[Work required]: This exercise needs the complete data reproduced exactly.

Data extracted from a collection
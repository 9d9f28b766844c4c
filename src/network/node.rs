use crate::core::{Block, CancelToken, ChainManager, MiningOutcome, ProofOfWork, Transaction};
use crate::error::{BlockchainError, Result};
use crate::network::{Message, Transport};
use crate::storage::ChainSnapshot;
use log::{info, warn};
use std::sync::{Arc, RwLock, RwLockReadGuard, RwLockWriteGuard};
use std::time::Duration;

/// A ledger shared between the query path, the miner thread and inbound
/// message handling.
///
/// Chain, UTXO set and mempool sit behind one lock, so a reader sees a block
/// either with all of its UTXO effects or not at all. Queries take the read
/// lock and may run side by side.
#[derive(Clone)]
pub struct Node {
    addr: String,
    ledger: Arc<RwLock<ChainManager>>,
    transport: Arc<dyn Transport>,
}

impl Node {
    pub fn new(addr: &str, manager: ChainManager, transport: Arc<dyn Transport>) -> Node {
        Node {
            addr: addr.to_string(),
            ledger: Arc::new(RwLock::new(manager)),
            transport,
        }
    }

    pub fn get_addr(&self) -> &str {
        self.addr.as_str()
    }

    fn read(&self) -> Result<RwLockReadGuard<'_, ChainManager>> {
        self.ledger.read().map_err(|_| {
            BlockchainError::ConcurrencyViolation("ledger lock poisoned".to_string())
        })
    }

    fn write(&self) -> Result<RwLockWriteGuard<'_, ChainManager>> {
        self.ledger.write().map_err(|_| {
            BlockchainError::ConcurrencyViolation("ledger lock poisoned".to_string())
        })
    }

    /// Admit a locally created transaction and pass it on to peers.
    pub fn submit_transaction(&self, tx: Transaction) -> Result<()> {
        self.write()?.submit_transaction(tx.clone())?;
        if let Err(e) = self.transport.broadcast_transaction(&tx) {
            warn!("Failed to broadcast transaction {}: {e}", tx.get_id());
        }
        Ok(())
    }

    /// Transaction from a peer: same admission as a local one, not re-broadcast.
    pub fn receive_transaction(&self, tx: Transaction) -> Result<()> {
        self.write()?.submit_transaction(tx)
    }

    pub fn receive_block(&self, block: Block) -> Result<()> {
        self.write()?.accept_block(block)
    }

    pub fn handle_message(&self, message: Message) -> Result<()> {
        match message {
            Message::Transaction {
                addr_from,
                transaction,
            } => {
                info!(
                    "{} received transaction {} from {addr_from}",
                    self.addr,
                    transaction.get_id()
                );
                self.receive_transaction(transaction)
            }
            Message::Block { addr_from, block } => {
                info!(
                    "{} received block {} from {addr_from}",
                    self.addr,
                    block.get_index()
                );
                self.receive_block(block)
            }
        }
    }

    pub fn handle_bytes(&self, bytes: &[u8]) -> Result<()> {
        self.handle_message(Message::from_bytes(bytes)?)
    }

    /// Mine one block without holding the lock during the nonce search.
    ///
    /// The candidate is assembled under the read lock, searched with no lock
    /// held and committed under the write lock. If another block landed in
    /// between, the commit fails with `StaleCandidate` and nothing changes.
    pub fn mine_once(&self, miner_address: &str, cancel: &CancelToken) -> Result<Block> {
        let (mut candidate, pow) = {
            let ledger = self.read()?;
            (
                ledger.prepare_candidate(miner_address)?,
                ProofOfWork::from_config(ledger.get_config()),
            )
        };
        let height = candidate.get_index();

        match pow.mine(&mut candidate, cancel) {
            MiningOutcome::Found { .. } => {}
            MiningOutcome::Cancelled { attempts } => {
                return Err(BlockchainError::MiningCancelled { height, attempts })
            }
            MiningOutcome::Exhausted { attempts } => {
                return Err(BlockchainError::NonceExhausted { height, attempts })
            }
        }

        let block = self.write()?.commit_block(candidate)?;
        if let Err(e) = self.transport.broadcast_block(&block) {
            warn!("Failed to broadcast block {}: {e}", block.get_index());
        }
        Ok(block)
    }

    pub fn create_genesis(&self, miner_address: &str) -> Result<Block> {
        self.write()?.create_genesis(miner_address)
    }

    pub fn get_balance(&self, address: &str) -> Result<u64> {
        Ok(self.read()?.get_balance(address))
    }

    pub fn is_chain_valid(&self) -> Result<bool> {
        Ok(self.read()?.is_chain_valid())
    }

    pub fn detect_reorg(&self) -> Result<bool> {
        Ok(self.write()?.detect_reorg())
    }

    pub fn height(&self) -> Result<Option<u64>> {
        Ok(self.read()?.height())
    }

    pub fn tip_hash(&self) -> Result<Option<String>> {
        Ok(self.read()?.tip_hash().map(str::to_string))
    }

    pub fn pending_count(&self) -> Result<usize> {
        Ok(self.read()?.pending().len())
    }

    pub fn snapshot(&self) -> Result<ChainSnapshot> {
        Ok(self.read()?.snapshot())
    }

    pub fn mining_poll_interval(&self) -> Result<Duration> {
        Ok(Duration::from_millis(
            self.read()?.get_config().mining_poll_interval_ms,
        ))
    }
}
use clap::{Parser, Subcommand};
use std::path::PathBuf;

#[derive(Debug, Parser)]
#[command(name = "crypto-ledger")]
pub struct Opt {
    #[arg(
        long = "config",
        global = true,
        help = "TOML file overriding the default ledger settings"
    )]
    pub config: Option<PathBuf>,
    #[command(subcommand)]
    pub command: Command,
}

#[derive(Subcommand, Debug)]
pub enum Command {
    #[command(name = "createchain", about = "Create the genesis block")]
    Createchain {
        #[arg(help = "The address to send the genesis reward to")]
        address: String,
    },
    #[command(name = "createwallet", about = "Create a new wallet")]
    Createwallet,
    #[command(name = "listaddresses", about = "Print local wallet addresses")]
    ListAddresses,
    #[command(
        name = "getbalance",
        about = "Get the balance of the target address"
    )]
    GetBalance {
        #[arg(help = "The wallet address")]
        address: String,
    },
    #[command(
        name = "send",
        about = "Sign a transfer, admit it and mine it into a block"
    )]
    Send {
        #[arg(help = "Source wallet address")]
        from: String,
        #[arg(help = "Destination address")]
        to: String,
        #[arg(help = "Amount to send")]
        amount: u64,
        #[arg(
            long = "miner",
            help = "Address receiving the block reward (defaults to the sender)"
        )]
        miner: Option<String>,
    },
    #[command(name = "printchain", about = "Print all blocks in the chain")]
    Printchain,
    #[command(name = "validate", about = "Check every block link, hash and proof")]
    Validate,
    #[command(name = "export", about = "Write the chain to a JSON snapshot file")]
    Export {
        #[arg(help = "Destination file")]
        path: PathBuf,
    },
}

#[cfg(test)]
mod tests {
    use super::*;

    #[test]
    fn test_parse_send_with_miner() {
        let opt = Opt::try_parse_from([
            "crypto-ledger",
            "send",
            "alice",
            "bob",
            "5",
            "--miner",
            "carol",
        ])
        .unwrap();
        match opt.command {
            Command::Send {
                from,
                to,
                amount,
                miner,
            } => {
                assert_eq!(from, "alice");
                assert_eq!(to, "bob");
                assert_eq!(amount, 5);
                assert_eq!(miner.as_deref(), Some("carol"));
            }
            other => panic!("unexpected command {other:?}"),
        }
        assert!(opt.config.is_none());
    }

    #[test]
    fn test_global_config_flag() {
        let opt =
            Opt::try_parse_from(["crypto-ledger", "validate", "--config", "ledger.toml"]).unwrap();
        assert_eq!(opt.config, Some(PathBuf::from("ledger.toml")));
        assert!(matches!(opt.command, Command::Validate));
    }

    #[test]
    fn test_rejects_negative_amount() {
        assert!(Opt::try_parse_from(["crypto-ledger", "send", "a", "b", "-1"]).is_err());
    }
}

[Response to this task]:
repository 9d9f28b766844c4c
filename src/network/node.rs
use crate::core::{Block, CancelToken, ChainManager, MiningOutcome, ProofOfWork, Transaction};
use crate::error::{BlockchainError, Result};
use crate::network::{Message, Transport};
use crate::storage::ChainSnapshot;
use log::{info, warn};
use std::sync::{Arc, RwLock, RwLockReadGuard, RwLockWriteGuard};
use std::time::Duration;

/// A ledger shared between the query path, the miner thread and inbound
/// message handling.
///
/// Chain, UTXO set and mempool sit behind one lock, so a reader sees a block
/// either with all of its UTXO effects or not at all. Queries take the read
/// lock and may run side by side.
#[derive(Clone)]
pub struct Node {
    addr: String,
    ledger: Arc<RwLock<ChainManager>>,
    transport: Arc<dyn Transport>,
}

impl Node {
    pub fn new(addr: &str, manager: ChainManager, transport: Arc<dyn Transport>) -> Node {
        Node {
            addr: addr.to_string(),
            ledger: Arc::new(RwLock::new(manager)),
            transport,
        }
    }

    pub fn get_addr(&self) -> &str {
        self.addr.as_str()
    }

    fn read(&self) -> Result<RwLockReadGuard<'_, ChainManager>> {
        self.ledger.read().map_err(|_| {
            BlockchainError::ConcurrencyViolation("ledger lock poisoned".to_string())
        })
    }

    fn write(&self) -> Result<RwLockWriteGuard<'_, ChainManager>> {
        self.ledger.write().map_err(|_| {
            BlockchainError::ConcurrencyViolation("ledger lock poisoned".to_string())
        })
    }

    /// Admit a locally created transaction and pass it on to peers.
    pub fn submit_transaction(&self, tx: Transaction) -> Result<()> {
        self.write()?.submit_transaction(tx.clone())?;
        if let Err(e) = self.transport.broadcast_transaction(&tx) {
            warn!("Failed to broadcast transaction {}: {e}", tx.get_id());
        }
        Ok(())
    }

    /// Transaction from a peer: same admission as a local one, not re-broadcast.
    pub fn receive_transaction(&self, tx: Transaction) -> Result<()> {
        self.write()?.submit_transaction(tx)
    }

    pub fn receive_block(&self, block: Block) -> Result<()> {
        self.write()?.accept_block(block)
    }

    pub fn handle_message(&self, message: Message) -> Result<()> {
        match message {
            Message::Transaction {
                addr_from,
                transaction,
            } => {
                info!(
                    "{} received transaction {} from {addr_from}",
                    self.addr,
                    transaction.get_id()
                );
                self.receive_transaction(transaction)
            }
            Message::Block { addr_from, block } => {
                info!(
                    "{} received block {} from {addr_from}",
                    self.addr,
                    block.get_index()
                );
                self.receive_block(block)
            }
        }
    }

    pub fn handle_bytes(&self, bytes: &[u8]) -> Result<()> {
        self.handle_message(Message::from_bytes(bytes)?)
    }

    /// Mine one block without holding the lock during the nonce search.
    ///
    /// The candidate is assembled under the read lock, searched with no lock
    /// held and committed under the write lock. If another block landed in
    /// between, the commit fails with `StaleCandidate` and nothing changes.
    pub fn mine_once(&self, miner_address: &str, cancel: &CancelToken) -> Result<Block> {
        let (mut candidate, pow) = {
            let ledger = self.read()?;
            (
                ledger.prepare_candidate(miner_address)?,
                ProofOfWork::from_config(ledger.get_config()),
            )
        };
        let height = candidate.get_index();

        match pow.mine(&mut candidate, cancel) {
            MiningOutcome::Found { .. } => {}
            MiningOutcome::Cancelled { attempts } => {
                return Err(BlockchainError::MiningCancelled { height, attempts })
            }
            MiningOutcome::Exhausted { attempts } => {
                return Err(BlockchainError::NonceExhausted { height, attempts })
            }
        }

        let block = self.write()?.commit_block(candidate)?;
        if let Err(e) = self.transport.broadcast_block(&block) {
            warn!("Failed to broadcast block {}: {e}", block.get_index());
        }
        Ok(block)
    }

    pub fn create_genesis(&self, miner_address: &str) -> Result<Block> {
        self.write()?.create_genesis(miner_address)
    }

    pub fn get_balance(&self, address: &str) -> Result<u64> {
        Ok(self.read()?.get_balance(address))
    }

    pub fn is_chain_valid(&self) -> Result<bool> {
        Ok(self.read()?.is_chain_valid())
    }

    pub fn detect_reorg(&self) -> Result<bool> {
        Ok(self.write()?.detect_reorg())
    }

    pub fn height(&self) -> Result<Option<u64>> {
        Ok(self.read()?.height())
    }

    pub fn tip_hash(&self) -> Result<Option<String>> {
        Ok(self.read()?.tip_hash().map(str::to_string))
    }

    pub fn pending_count(&self) -> Result<usize> {
        Ok(self.read()?.pending().len())
    }

    pub fn snapshot(&self) -> Result<ChainSnapshot> {
        Ok(self.read()?.snapshot())
    }

    pub fn mining_poll_interval(&self) -> Result<Duration> {
        Ok(Duration::from_millis(
            self.read()?.get_config().mining_poll_interval_ms,
        ))
    }
}
use clap::{Parser, Subcommand};
use std::path::PathBuf;

#[derive(Debug, Parser)]
#[command(name = "crypto-ledger")]
pub struct Opt {
    #[arg(
        long = "config",
        global = true,
        help = "TOML file overriding the default ledger settings"
    )]
    pub config: Option<PathBuf>,
    #[command(subcommand)]
    pub command: Command,
}

#[derive(Subcommand, Debug)]
pub enum Command {
    #[command(name = "createchain", about = "Create the genesis block")]
    Createchain {
        #[arg(help = "The address to send the genesis reward to")]
        address: String,
    },
    #[command(name = "createwallet", about = "Create a new wallet")]
    Createwallet,
    #[command(name = "listaddresses", about = "Print local wallet addresses")]
    ListAddresses,
    #[command(
        name = "getbalance",
        about = "Get the balance of the target address"
    )]
    GetBalance {
        #[arg(help = "The wallet address")]
        address: String,
    },
    #[command(
        name = "send",
        about = "Sign a transfer, admit it and mine it into a block"
    )]
    Send {
        #[arg(help = "Source wallet address")]
        from: String,
        #[arg(help = "Destination address")]
        to: String,
        #[arg(help = "Amount to send")]
        amount: u64,
        #[arg(
            long = "miner",
            help = "Address receiving the block reward (defaults to the sender)"
        )]
        miner: Option<String>,
    },
    #[command(name = "printchain", about = "Print all blocks in the chain")]
    Printchain,
    #[command(name = "validate", about = "Check every block link, hash and proof")]
    Validate,
    #[command(name = "export", about = "Write the chain to a JSON snapshot file")]
    Export {
        #[arg(help = "Destination file")]
        path: PathBuf,
    },
}

#[cfg(test)]
mod tests {
    use super::*;

    #[test]
    fn test_parse_send_with_miner() {
        let opt = Opt::try_parse_from([
            "crypto-ledger",
            "send",
            "alice",
            "bob",
            "5",
            "--miner",
            "carol",
        ])
        .unwrap();
        match opt.command {
            Command::Send {
                from,
                to,
                amount,
                miner,
            } => {
                assert_eq!(from, "alice");
                assert_eq!(to, "bob");
                assert_eq!(amount, 5);
                assert_eq!(miner.as_deref(), Some("carol"));
            }
            other => panic!("unexpected command {other:?}"),
        }
        assert!(opt.config.is_none());
    }

    #[test]
    fn test_global_config_flag() {
        let opt =
            Opt::try_parse_from(["crypto-ledger", "validate", "--config", "ledger.toml"]).unwrap();
        assert_eq!(opt.config, Some(PathBuf::from("ledger.toml")));
        assert!(matches!(opt.command, Command::Validate));
    }

    #[test]
    fn test_rejects_negative_amount() {
        assert!(Opt::try_parse_from(["crypto-ledger", "send", "a", "b", "-1"]).is_err());
    }
}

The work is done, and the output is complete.